**Your objective**
Keep only the lines from the start of the data through the line containing "a developer's branch.", and output them exactly.

---*---

use std::path::Path;

use anyhow::{Context, Result};
use git2::{Repository, StatusOptions};
use serde::{Deserialize, Serialize};

/// Classification of uncommitted state in a working tree.
#[derive(Debug, Clone, Default, Serialize, Deserialize)]
pub struct WorkspaceDetection {
    pub has_uncommitted_files: bool,
    pub has_untracked_files: bool,
    pub uncommitted: Vec<String>,
    pub untracked: Vec<String>,
}

impl WorkspaceDetection {
    pub fn has_any_work(&self) -> bool {
        self.has_uncommitted_files || self.has_untracked_files
    }
}

/// What `git log` says about a developer's branch.
#[derive(Debug, Clone, Default, Serialize, Deserialize)]
pub struct DeveloperWork {
    pub has_commits: bool,
    pub commit_count: usize,
    #[serde(default, skip_serializing_if = "Option::is_none")]
    pub commit_sha: Option<String>,
    #[serde(default, skip_serializing_if = "Option::is_none")]
    pub commit_message: Option<String>,
}

/// Inspect `git status --porcelain` equivalent state, classifying modified
/// vs untracked files.
pub fn detect_work_in_workspace(repo_path: &Path) -> Result<WorkspaceDetection> {
    let repo = Repository::open(repo_path).context("Failed to open git repository")?;

    let mut opts = StatusOptions::new();
    opts.include_untracked(true).recurse_untracked_dirs(true);
    let statuses = repo
        .statuses(Some(&mut opts))
        .context("Failed to read repository status")?;

    let mut detection = WorkspaceDetection::default();
    for entry in statuses.iter() {
        let Some(path) = entry.path() else { continue };
        let status = entry.status();
        if status.is_wt_new() {
            detection.untracked.push(path.to_string());
        } else if status.is_wt_modified()
            || status.is_wt_deleted()
            || status.is_index_new()
            || status.is_index_modified()
            || status.is_index_deleted()
        {
            detection.uncommitted.push(path.to_string());
        }
    }
    detection.has_uncommitted_files = !detection.uncommitted.is_empty();
    detection.has_untracked_files = !detection.untracked.is_empty();
    Ok(detection)
}

/// Report the commits on `branch`, excluding history reachable from
/// `base_ref` when one is given (the epic branch, typically).
///
/// Prefers the local branch; falls back to `origin/<branch>`. A missing
/// branch yields an empty report rather than an error, because "no work" is
/// an answer the callers act on.
pub fn verify_developer_work(
    repo_path: &Path,
    branch: &str,
    base_ref: Option<&str>,
) -> Result<DeveloperWork> {
    let repo = Repository::open(repo_path).context("Failed to open git repository")?;

    let Some(tip) = resolve_branch_tip(&repo, branch) else {
        return Ok(DeveloperWork::default());
    };

    let mut walk = repo.revwalk().context("Failed to start revwalk")?;
    walk.push(tip).context("Failed to push branch tip")?;
    if let Some(base) = base_ref
        && let Some(base_tip) = resolve_branch_tip(&repo, base)
    {
        // Hiding an unrelated base is fine; the walk just yields everything.
        let _ = walk.hide(base_tip);
    }

    let mut count = 0usize;
    let mut latest: Option<git2::Oid> = None;
    for oid in walk.flatten() {
        if latest.is_none() {
            latest = Some(oid);
        }
        count += 1;
    }

    let (commit_sha, commit_message) = match latest {
        Some(oid) => {
            let commit = repo.find_commit(oid).context("Failed to load commit")?;
            (
                Some(oid.to_string()),
                commit.summary().map(|s| s.to_string()),
            )
        }
        None => (None, None),
    };

    Ok(DeveloperWork {
        has_commits: count > 0,
        commit_count: count,
        commit_sha,
        commit_message,
    })
}

/// Tip commit of a branch, trying local then remote-tracking names.
fn resolve_branch_tip(repo: &Repository, branch: &str) -> Option<git2::Oid> {
    for candidate in [
        format!("refs/heads/{}", branch),
        format!("refs/remotes/origin/{}", branch),
        branch.to_string(),
    ] {
        if let Ok(reference) = repo.revparse_single(&candidate) {
            if let Some(commit) = reference.as_commit() {
                return Some(commit.id());
            }
            if let Ok(commit) = reference.peel_to_commit() {
                return Some(commit.id());
            }
        }
    }
    None
}

/// HEAD SHA of the repository, or None on an unborn branch.
pub fn head_sha(repo_path: &Path) -> Option<String> {
    let repo = Repository::open(repo_path).ok()?;
    repo.head()
        .ok()
        .and_then(|head| head.peel_to_commit().ok())
        .map(|c| c.id().to_string())
}

#[cfg(test)]
mod tests {
    use super::*;
    use git2::Repository;
    use std::fs;
    use tempfile::tempdir;

    fn setup_repo() -> (tempfile::TempDir, Repository) {
        let dir = tempdir().unwrap();
        let repo = Repository::init(dir.path()).unwrap();
        let mut config = repo.config().unwrap();
        config.set_str("user.name", "test").unwrap();
        config.set_str("user.email", "test@test.com").unwrap();
        drop(config);
        (dir, repo)
    }

    fn commit_file(dir: &Path, name: &str, content: &str, msg: &str) -> String {
        let repo = Repository::open(dir).unwrap();
        fs::write(dir.join(name), content).unwrap();
        let mut index = repo.index().unwrap();
        index
            .add_all(["*"].iter(), git2::IndexAddOption::DEFAULT, None)
            .unwrap();
        index.write().unwrap();
        let tree_id = index.write_tree().unwrap();
        let tree = repo.find_tree(tree_id).unwrap();
        let sig = git2::Signature::now("test", "test@test.com").unwrap();
        let id = if let Ok(head) = repo.head() {
            let parent = head.peel_to_commit().unwrap();
            repo.commit(Some("HEAD"), &sig, &sig, msg, &tree, &[&parent])
                .unwrap()
        } else {
            repo.commit(Some("HEAD"), &sig, &sig, msg, &tree, &[])
                .unwrap()
        };
        id.to_string()
    }

    #[test]
    fn test_detect_clean_tree() {
        let (dir, _repo) = setup_repo();
        commit_file(dir.path(), "a.txt", "hello", "init");
        let detection = detect_work_in_workspace(dir.path()).unwrap();
        assert!(!detection.has_any_work());
    }

    #[test]
    fn test_detect_untracked_file() {
        let (dir, _repo) = setup_repo();
        commit_file(dir.path(), "a.txt", "hello", "init");
        fs::write(dir.path().join("new.rs"), "fn main() {}").unwrap();
        let detection = detect_work_in_workspace(dir.path()).unwrap();
        assert!(detection.has_untracked_files);
        assert!(!detection.has_uncommitted_files);
        assert_eq!(detection.untracked, vec!["new.rs"]);
    }

    #[test]
    fn test_detect_modified_file() {
        let (dir, _repo) = setup_repo();
        commit_file(dir.path(), "a.txt", "one\n", "init");
        fs::write(dir.path().join("a.txt"), "one\ntwo\n").unwrap();
        let detection = detect_work_in_workspace(dir.path()).unwrap();
        assert!(detection.has_uncommitted_files);
        assert_eq!(detection.uncommitted, vec!["a.txt"]);
    }

    #[test]
    fn test_verify_developer_work_missing_branch() {
        let (dir, _repo) = setup_repo();
        commit_file(dir.path(), "a.txt", "hello", "init");
        let work = verify_developer_work(dir.path(), "story/none", None).unwrap();
        assert!(!work.has_commits);
        assert_eq!(work.commit_count, 0);
        assert!(work.commit_sha.is_none());
    }

    #[test]
    fn test_verify_developer_work_counts_branch_commits() {
        let (dir, repo) = setup_repo();
        commit_file(dir.path(), "base.txt", "base", "base commit");
        let base_branch = repo.head().unwrap().shorthand().unwrap().to_string();
        let base = repo.head().unwrap().peel_to_commit().unwrap();
        repo.branch("story/S1-001", &base, false).unwrap();
        repo.set_head("refs/heads/story/S1-001").unwrap();

        let c1 = commit_file(dir.path(), "feat.txt", "feature", "add feature");
        let work = verify_developer_work(dir.path(), "story/S1-001", Some(&base_branch)).unwrap();
        assert!(work.has_commits);
        assert_eq!(work.commit_count, 1);
        assert_eq!(work.commit_sha, Some(c1));
        assert_eq!(work.commit_message.as_deref(), Some("add feature"));
    }

    #[test]
    fn test_verify_developer_work_no_new_commits_beyond_base() {
        let (dir, repo) = setup_repo();
        commit_file(dir.path(), "base.txt", "base", "base commit");
        let base_branch = repo.head().unwrap().shorthand().unwrap().to_string();
        let base = repo.head().unwrap().peel_to_commit().unwrap();
        repo.branch("story/S1-002", &base, false).unwrap();

        let work = verify_developer_work(dir.path(), "story/S1-002", Some(&base_branch)).unwrap();
        assert!(!work.has_commits);
    }

    #[test]
    fn test_head_sha() {
        let (dir, _repo) = setup_repo();
        assert!(head_sha(dir.path()).is_none());
        let sha = commit_file(dir.path(), "a.txt", "x", "init");
        assert_eq!(head_sha(dir.path()), Some(sha));
    }
}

---*---

**Response**
use std::path::Path;

use anyhow::{Context, Result};
use git2::{Repository, StatusOptions};
use serde::{Deserialize, Serialize};

/// Classification of uncommitted state in a working tree.
#[derive(Debug, Clone, Default, Serialize, Deserialize)]
pub struct WorkspaceDetection {
    pub has_uncommitted_files: bool,
    pub has_untracked_files: bool,
    pub uncommitted: Vec<String>,
    pub untracked: Vec<String>,
}

impl WorkspaceDetection {
    pub fn has_any_work(&self) -> bool {
        self.has_uncommitted_files || self.has_untracked_files
    }
}

/// What `git log` says about a developer's branch.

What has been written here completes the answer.